If you asked me to give you just one word on what I thought of this novel it might be "sad" or "beautiful" or maybe just "Wow." Or maybe I'd just point to the book, then point to you, then point to the book again. Sometimes word descriptions just don't work. Maybe I'd just hand you the book.
The Truth About Celia is a book of interconnected short stories told from various points of view. Celia is a seven-year-old girl playing in her backyard one early spring morning while her father Christopher shows their historic house to a couple of visitors. Janet, Celia's mother, has gone to rehearse with a community orchestra. And at some point during the day, Celia simply disappears without a trace.

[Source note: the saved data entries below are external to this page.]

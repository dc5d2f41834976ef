// SPDX-License-Identifier: MIT OR Apache-2.0

//! Problem-fetch client with stale-response suppression.
//!
//! The quiz widget fetches one problem per round. A fetch resolving after
//! a newer round has already started must never be applied, so every
//! fetch is tagged with a generation taken from [`ProblemClient::begin`];
//! the response is dropped when the generation has moved on by the time
//! it resolves. This is the same token guard the session uses for timers.

use std::sync::atomic::{AtomicU64, Ordering};

use anyhow::{Context, Result};
use serde::{Deserialize, Serialize};

/// One word of a memory set.
#[derive(Debug, Clone, PartialEq, Eq, Serialize, Deserialize)]
pub struct Word {
    /// Displayed text
    pub text: String,
    /// Reading shown on the review list
    #[serde(default)]
    pub kana: String,
}

/// A quiz problem: the correct word plus distractor options.
#[derive(Debug, Clone, PartialEq, Eq, Serialize, Deserialize)]
pub struct Problem {
    pub correct: Word,
    /// Correct word and distractors, in display order
    pub options: Vec<Word>,
}

/// HTTP client for the problem endpoint.
pub struct ProblemClient {
    http: reqwest::Client,
    base_url: String,
    generation: AtomicU64,
}

impl ProblemClient {
    pub fn new(base_url: impl Into<String>) -> Self {
        Self {
            http: reqwest::Client::new(),
            base_url: base_url.into(),
            generation: AtomicU64::new(0),
        }
    }

    /// Start a fetch for a new round, invalidating any fetch in flight.
    /// Returns the generation to pass to [`ProblemClient::fetch`].
    pub fn begin(&self) -> u64 {
        self.generation.fetch_add(1, Ordering::SeqCst) + 1
    }

    /// Fetch a problem. Returns `Ok(None)` when a newer round started
    /// while the request was in flight.
    pub async fn fetch(
        &self,
        set_id: &str,
        seed: &str,
        generation: u64,
    ) -> Result<Option<Problem>> {
        let url = format!("{}/api/problem", self.base_url.trim_end_matches('/'));
        let response = self
            .http
            .get(&url)
            .query(&[("set_id", set_id), ("seed", seed)])
            .send()
            .await
            .context("problem request failed")?
            .error_for_status()
            .context("problem endpoint returned an error")?;
        let problem: Problem = response
            .json()
            .await
            .context("malformed problem response")?;

        if self.generation.load(Ordering::SeqCst) != generation {
            tracing::debug!(generation, "discarding stale problem response");
            return Ok(None);
        }
        Ok(Some(problem))
    }
}

#[cfg(test)]
mod tests {
    use super::*;

    #[test]
    fn begin_invalidates_previous_generation() {
        let client = ProblemClient::new("http://127.0.0.1:8000");
        let first = client.begin();
        let second = client.begin();
        assert!(second > first);
    }

    #[test]
    fn problem_deserializes_backend_shape() {
        let json = r#"{
            "correct": {"text": "apple", "kana": "りんご"},
            "options": [
                {"text": "apple", "kana": "りんご"},
                {"text": "grape", "kana": "ぶどう"}
            ]
        }"#;
        let problem: Problem = serde_json::from_str(json).unwrap();
        assert_eq!(problem.correct.text, "apple");
        assert_eq!(problem.options.len(), 2);
    }
}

Christopher, a writer, tries to deal with Celia's disappearance by creating stories that might explain what happened to his daughter. Sometimes they're stories of pure fantasy as in "The Green Children," a story of two children who are transported to a parallel world where their green color fades with time. Another, "Appearance, Disappearance, Levitation, Transformation, and the Divided Woman," is a tale from the point of view of Stephanie, a divorcee whose ten-year-old son Micah wants desperately to become a magician. Sometimes the connecting elements of these stories are clear, sometimes nebulous as Brockmeier bends the rules of narration to wonderful effect.
Other stories are told from Christopher's point of view, Janet's, and even Celia's. Maybe the most effective story, "The Telephone," is about Christopher receiving calls from Celia over the toy phone still in her room four years after her disappearance. Yet Christopher is torn between keeping the news of the calls to himself or sharing them with Janet while their marriage begins to slowly disintegrate.
Sad. Beautiful. Wow. I've only read seven books in 2009, but this is by far both my favorite and the one I'll think about most. Get your hands on it and read it.